use std::path::{Path, PathBuf};
use std::time::SystemTime;

use glob::{MatchOptions, Pattern};
use walkdir::WalkDir;

use crate::common::config::Config;
use crate::common::runtime::CancelToken;
use crate::registry::LocationRule;

use super::FileEntry;

const SECS_PER_DAY: u64 = 86_400;

fn case_insensitive() -> MatchOptions {
    MatchOptions {
        case_sensitive: false,
        require_literal_separator: false,
        require_literal_leading_dot: false,
    }
}

/// Filters shared by every location in a pass: compiled once from
/// the config so the per-file checks stay cheap.
#[derive(Debug, Clone, Default)]
pub struct ScanFilters {
    exclusions: Vec<Pattern>,
    global_min_age_days: u32,
}

impl ScanFilters {
    pub fn from_config(config: &Config) -> Self {
        let exclusions = config
            .exclusions
            .iter()
            .filter_map(|raw| match Pattern::new(raw) {
                Ok(p) => Some(p),
                Err(e) => {
                    tracing::warn!(pattern = %raw, error = %e, "skipping bad exclusion pattern");
                    None
                }
            })
            .collect();

        Self {
            exclusions,
            global_min_age_days: config.min_file_age_days,
        }
    }

    /// Exclusion patterns match anywhere in the full path, ignoring case
    pub fn is_excluded(&self, path: &Path) -> bool {
        if self.exclusions.is_empty() {
            return false;
        }
        let text = path.to_string_lossy();
        self.exclusions
            .iter()
            .any(|p| p.matches_with(&text, case_insensitive()))
    }

    /// The stricter of the rule's own minimum age and the global one
    fn effective_min_age(&self, rule: &LocationRule) -> u32 {
        rule.min_age_days
            .unwrap_or(0)
            .max(self.global_min_age_days)
    }
}

/// What one location rule matched
#[derive(Debug, Default)]
pub struct LocationScan {
    pub files: Vec<FileEntry>,
    pub size_bytes: u64,
    pub file_count: usize,
    /// Directories visited, for empty-directory pruning after deletion
    pub directories: Vec<PathBuf>,
    pub errors: Vec<String>,
}

/// Walk every directory a rule's template resolves to and collect the
/// files passing the rule's pattern and the shared filters. Nonexistent
/// directories are silently skipped; per-entry read failures are
/// recorded, not fatal. Cancellation is checked between entries.
pub fn walk_location(
    roots: &[PathBuf],
    rule: &LocationRule,
    filters: &ScanFilters,
    cancel: &CancelToken,
) -> LocationScan {
    let mut scan = LocationScan::default();

    let name_pattern = match Pattern::new(&rule.pattern) {
        Ok(p) => p,
        Err(e) => {
            scan.errors
                .push(format!("bad pattern '{}': {}", rule.pattern, e));
            return scan;
        }
    };
    let match_all = rule.pattern == "*";
    let min_age_days = filters.effective_min_age(rule);
    let now = SystemTime::now();

    for root in roots {
        if !root.exists() {
            continue;
        }

        let walker = if rule.recursive {
            WalkDir::new(root).follow_links(false)
        } else {
            WalkDir::new(root).follow_links(false).max_depth(1)
        };

        for entry in walker {
            if cancel.is_cancelled() {
                return scan;
            }

            let entry = match entry {
                Ok(e) => e,
                Err(e) => {
                    scan.errors.push(format!("read error: {}", e));
                    continue;
                }
            };
            let path = entry.path();

            if entry.file_type().is_dir() {
                // The roots themselves are never pruned, only what's below
                if entry.depth() > 0 && !filters.is_excluded(path) {
                    scan.directories.push(path.to_path_buf());
                }
                continue;
            }

            if !match_all {
                let name = entry.file_name().to_string_lossy();
                if !name_pattern.matches_with(&name, case_insensitive()) {
                    continue;
                }
            }

            if filters.is_excluded(path) {
                continue;
            }

            let metadata = match entry.metadata() {
                Ok(m) => m,
                Err(e) => {
                    scan.errors.push(format!("{}: {}", path.display(), e));
                    continue;
                }
            };

            if min_age_days > 0 {
                if let Ok(modified) = metadata.modified() {
                    let age = now.duration_since(modified).unwrap_or_default();
                    if age.as_secs() < min_age_days as u64 * SECS_PER_DAY {
                        continue;
                    }
                }
            }

            let size = metadata.len();
            if let Some(min_size) = rule.min_size_bytes {
                if size < min_size {
                    continue;
                }
            }

            scan.size_bytes += size;
            scan.file_count += 1;
            scan.files.push(FileEntry {
                path: path.to_path_buf(),
                size_bytes: size,
                modified: metadata.modified().ok(),
            });
        }
    }

    scan
}

#[cfg(test)]
mod tests {
    use super::*;
    use std::fs;

    fn touch(path: &Path, bytes: usize) {
        fs::write(path, vec![b'x'; bytes]).unwrap();
    }

    fn filters(exclusions: &[&str], min_age: u32) -> ScanFilters {
        let mut config = Config::default();
        config.exclusions = exclusions.iter().map(|s| s.to_string()).collect();
        config.min_file_age_days = min_age;
        ScanFilters::from_config(&config)
    }

    #[test]
    fn test_walk_collects_matching_files() {
        let dir = tempfile::tempdir().unwrap();
        touch(&dir.path().join("a.tmp"), 10);
        touch(&dir.path().join("b.tmp"), 20);
        touch(&dir.path().join("keep.txt"), 5);

        let rule = LocationRule::flat(dir.path().to_str().unwrap(), "*.tmp");
        let scan = walk_location(
            &[dir.path().to_path_buf()],
            &rule,
            &ScanFilters::default(),
            &CancelToken::new(),
        );

        assert_eq!(scan.file_count, 2);
        assert_eq!(scan.size_bytes, 30);
    }

    #[test]
    fn test_pattern_is_case_insensitive() {
        let dir = tempfile::tempdir().unwrap();
        touch(&dir.path().join("REPORT.TMP"), 1);

        let rule = LocationRule::flat(dir.path().to_str().unwrap(), "*.tmp");
        let scan = walk_location(
            &[dir.path().to_path_buf()],
            &rule,
            &ScanFilters::default(),
            &CancelToken::new(),
        );
        assert_eq!(scan.file_count, 1);
    }

    #[test]
    fn test_flat_rule_ignores_subdirectories() {
        let dir = tempfile::tempdir().unwrap();
        fs::create_dir(dir.path().join("sub")).unwrap();
        touch(&dir.path().join("sub/deep.tmp"), 1);
        touch(&dir.path().join("top.tmp"), 1);

        let rule = LocationRule::flat(dir.path().to_str().unwrap(), "*.tmp");
        let scan = walk_location(
            &[dir.path().to_path_buf()],
            &rule,
            &ScanFilters::default(),
            &CancelToken::new(),
        );
        assert_eq!(scan.file_count, 1);
    }

    #[test]
    fn test_recursive_rule_records_directories() {
        let dir = tempfile::tempdir().unwrap();
        fs::create_dir_all(dir.path().join("a/b")).unwrap();
        touch(&dir.path().join("a/b/x.log"), 1);

        let rule = LocationRule::tree(dir.path().to_str().unwrap());
        let scan = walk_location(
            &[dir.path().to_path_buf()],
            &rule,
            &ScanFilters::default(),
            &CancelToken::new(),
        );
        assert_eq!(scan.file_count, 1);
        assert_eq!(scan.directories.len(), 2);
    }

    #[test]
    fn test_exclusions_filter_files() {
        let dir = tempfile::tempdir().unwrap();
        touch(&dir.path().join("Important.tmp"), 1);
        touch(&dir.path().join("junk.tmp"), 1);

        let rule = LocationRule::tree(dir.path().to_str().unwrap());
        let scan = walk_location(
            &[dir.path().to_path_buf()],
            &rule,
            &filters(&["*important*"], 0),
            &CancelToken::new(),
        );
        assert_eq!(scan.file_count, 1);
        assert!(scan.files[0].path.ends_with("junk.tmp"));
    }

    #[test]
    fn test_min_age_skips_fresh_files() {
        let dir = tempfile::tempdir().unwrap();
        touch(&dir.path().join("fresh.tmp"), 1);

        let rule = LocationRule::tree(dir.path().to_str().unwrap());
        let scan = walk_location(
            &[dir.path().to_path_buf()],
            &rule,
            &filters(&[], 7),
            &CancelToken::new(),
        );
        assert_eq!(scan.file_count, 0);
    }

    #[test]
    fn test_rule_min_age_wins_over_weaker_global() {
        let rule = LocationRule::tree("/unused").with_min_age(30);
        let f = filters(&[], 7);
        assert_eq!(f.effective_min_age(&rule), 30);
        let f = filters(&[], 90);
        assert_eq!(f.effective_min_age(&rule), 90);
    }

    #[test]
    fn test_missing_root_is_empty_scan() {
        let rule = LocationRule::tree("/no/such/dir");
        let scan = walk_location(
            &[PathBuf::from("/no/such/dir")],
            &rule,
            &ScanFilters::default(),
            &CancelToken::new(),
        );
        assert_eq!(scan.file_count, 0);
        assert!(scan.errors.is_empty());
    }

    #[test]
    fn test_cancelled_walk_stops() {
        let dir = tempfile::tempdir().unwrap();
        touch(&dir.path().join("a.tmp"), 1);

        let cancel = CancelToken::new();
        cancel.cancel();
        let rule = LocationRule::tree(dir.path().to_str().unwrap());
        let scan = walk_location(
            &[dir.path().to_path_buf()],
            &rule,
            &ScanFilters::default(),
            &cancel,
        );
        assert_eq!(scan.file_count, 0);
    }

    #[test]
    fn test_min_size_filter() {
        let dir = tempfile::tempdir().unwrap();
        touch(&dir.path().join("small.log"), 10);
        touch(&dir.path().join("big.log"), 1000);

        let mut rule = LocationRule::tree(dir.path().to_str().unwrap());
        rule.min_size_bytes = Some(100);
        let scan = walk_location(
            &[dir.path().to_path_buf()],
            &rule,
            &ScanFilters::default(),
            &CancelToken::new(),
        );
        assert_eq!(scan.file_count, 1);
        assert!(scan.files[0].path.ends_with("big.log"));
    }
}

_TASK GOAL_
Find the lines above that contain "common" and report their number, without comment.

_OUTPUT OF THE EXERCISE_
2